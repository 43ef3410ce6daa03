use serde::{Deserialize, Serialize};
use serde_with::serde_as;
use std::time::Duration;
use tracing::warn;

#[serde_as]
#[derive(Debug, Clone, Serialize, Deserialize, PartialEq)]
#[serde(default)]
pub struct Model {
    /// The quantum of time for the engine. Data gathering and prediction both
    /// run once per cycle. Use an even number. **Measured in seconds**.
    ///
    /// ## Note
    ///
    /// Setting this parameter too low may reduce system performance and
    /// stability.
    #[serde_as(as = "serde_with::DurationSeconds")]
    pub cycle: Duration,

    /// Whether the correlation coefficient should be used in the prediction
    /// algorithm. There are arguments both for and against using it.
    /// Currently it's believed that using it results in more accurate
    /// prediction.
    pub usecorrelation: bool,

    /// Minimum sum of the length of the maps of a process before it is
    /// considered for tracking, in bytes.
    ///
    /// ## Note
    ///
    /// Setting this parameter too high makes prefetching less effective,
    /// while setting it too low makes the engine eat quadratically more
    /// resources as it tracks more processes.
    pub minsize: u64,

    /// Predicted-need probability below which an exe's maps are not even
    /// considered for the prefetch plan.
    pub minprob: f64,

    /// The following four factors control how much memory the engine is
    /// allowed to use for prefetching in each cycle. All are percentages
    /// clamped to -100..=100. The budget in kilobytes is:
    ///
    /// ```text
    /// max(0, TOTAL * memtotal + FREE * memfree)
    ///   + CACHED * memcached + BUFFERS * membuffers
    /// ```
    ///
    /// where TOTAL, FREE, CACHED, and BUFFERS are read at runtime from
    /// `/proc/meminfo`.
    pub memtotal: i32,

    /// Percentage of free memory.
    pub memfree: i32,

    /// Percentage of cached memory.
    pub memcached: i32,

    /// Percentage of buffer memory.
    pub membuffers: i32,
}

impl Default for Model {
    fn default() -> Self {
        Self {
            cycle: Duration::from_secs(20),
            usecorrelation: true,
            minsize: 2_000_000,
            minprob: 0.05,
            memtotal: -10,
            memfree: 50,
            memcached: 0,
            membuffers: 50,
        }
    }
}

impl Model {
    pub(crate) fn clamp_percentages(&mut self) {
        for (name, value) in [
            ("memtotal", &mut self.memtotal),
            ("memfree", &mut self.memfree),
            ("memcached", &mut self.memcached),
            ("membuffers", &mut self.membuffers),
        ] {
            if !(-100..=100).contains(value) {
                warn!(option = name, value = *value, "clamping to -100..=100");
                *value = (*value).clamp(-100, 100);
            }
        }
        if !(0.0..=1.0).contains(&self.minprob) {
            warn!(value = self.minprob, "clamping minprob to 0..=1");
            self.minprob = self.minprob.clamp(0.0, 1.0);
        }
    }
}

#[cfg(test)]
mod tests {
    use super::*;
    use proptest::prelude::*;

    proptest! {
        #[test]
        fn clamp_limits_values(
            a in -1000i32..1000,
            b in -1000i32..1000,
            c in -1000i32..1000,
            d in -1000i32..1000,
        ) {
            let mut model = Model {
                memtotal: a,
                memfree: b,
                memcached: c,
                membuffers: d,
                ..Default::default()
            };
            model.clamp_percentages();
            prop_assert!((-100..=100).contains(&model.memtotal));
            prop_assert!((-100..=100).contains(&model.memfree));
            prop_assert!((-100..=100).contains(&model.memcached));
            prop_assert!((-100..=100).contains(&model.membuffers));
        }
    }
}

▶ **WHAT TO PRODUCE**: Every record is to be repeated exactly as it stands above.

▶ **EXERCISE ANSWER**:
repository 43ef3410ce6daa03
use serde::{Deserialize, Serialize};
use serde_with::serde_as;
use std::time::Duration;
use tracing::warn;

#[serde_as]
#[derive(Debug, Clone, Serialize, Deserialize, PartialEq)]
#[serde(default)]
pub struct Model {
    /// The quantum of time for the engine. Data gathering and prediction both
    /// run once per cycle. Use an even number. **Measured in seconds**.
    ///
    /// ## Note
    ///
    /// Setting this parameter too low may reduce system performance and
    /// stability.
    #[serde_as(as = "serde_with::DurationSeconds")]
    pub cycle: Duration,

    /// Whether the correlation coefficient should be used in the prediction
    /// algorithm. There are arguments both for and against using it.
    /// Currently it's believed that using it results in more accurate
    /// prediction.
    pub usecorrelation: bool,

    /// Minimum sum of the length of the maps of a process before it is
    /// considered for tracking, in bytes.
    ///
    /// ## Note
    ///
    /// Setting this parameter too high makes prefetching less effective,
    /// while setting it too low makes the engine eat quadratically more
    /// resources as it tracks more processes.
    pub minsize: u64,

    /// Predicted-need probability below which an exe's maps are not even
    /// considered for the prefetch plan.
    pub minprob: f64,

    /// The following four factors control how much memory the engine is
    /// allowed to use for prefetching in each cycle. All are percentages
    /// clamped to -100..=100. The budget in kilobytes is:
    ///
    /// ```text
    /// max(0, TOTAL * memtotal + FREE * memfree)
    ///   + CACHED * memcached + BUFFERS * membuffers
    /// ```
    ///
    /// where TOTAL, FREE, CACHED, and BUFFERS are read at runtime from
    /// `/proc/meminfo`.
    pub memtotal: i32,

    /// Percentage of free memory.
    pub memfree: i32,

    /// Percentage of cached memory.
    pub memcached: i32,

    /// Percentage of buffer memory.
    pub membuffers: i32,
}

impl Default for Model {
    fn default() -> Self {
        Self {
            cycle: Duration::from_secs(20),
            usecorrelation: true,
            minsize: 2_000_000,
            minprob: 0.05,
            memtotal: -10,
            memfree: 50,
            memcached: 0,
            membuffers: 50,
        }
    }
}

impl Model {
    pub(crate) fn clamp_percentages(&mut self) {
        for (name, value) in [
            ("memtotal", &mut self.memtotal),
            ("memfree", &mut self.memfree),
            ("memcached", &mut self.memcached),
            ("membuffers", &mut self.membuffers),
        ] {
            if !(-100..=100).contains(value) {
                warn!(option = name, value = *value, "clamping to -100..=100");
                *value = (*value).clamp(-100, 100);
            }
        }
        if !(0.0..=1.0).contains(&self.minprob) {
            warn!(value = self.minprob, "clamping minprob to 0..=1");
            self.minprob = self.minprob.clamp(0.0, 1.0);
        }
    }
}

#[cfg(test)]
mod tests {
    use super::*;
    use proptest::prelude::*;

    proptest! {
        #[test]
        fn clamp_limits_values(
            a in -1000i32..1000,
            b in -1000i32..1000,
            c in -1000i32..1000,
            d in -1000i32..1000,
        ) {
            let mut model = Model {
                memtotal: a,
                memfree: b,
                memcached: c,
                membuffers: d,
                ..Default::default()
            };
            model.clamp_percentages();
            prop_assert!((-100..=100).contains(&model.memtotal));
            prop_assert!((-100..=100).contains(&model.memfree));
            prop_assert!((-100..=100).contains(&model.memcached));
            prop_assert!((-100..=100).contains(&model.membuffers));
        }
    }
}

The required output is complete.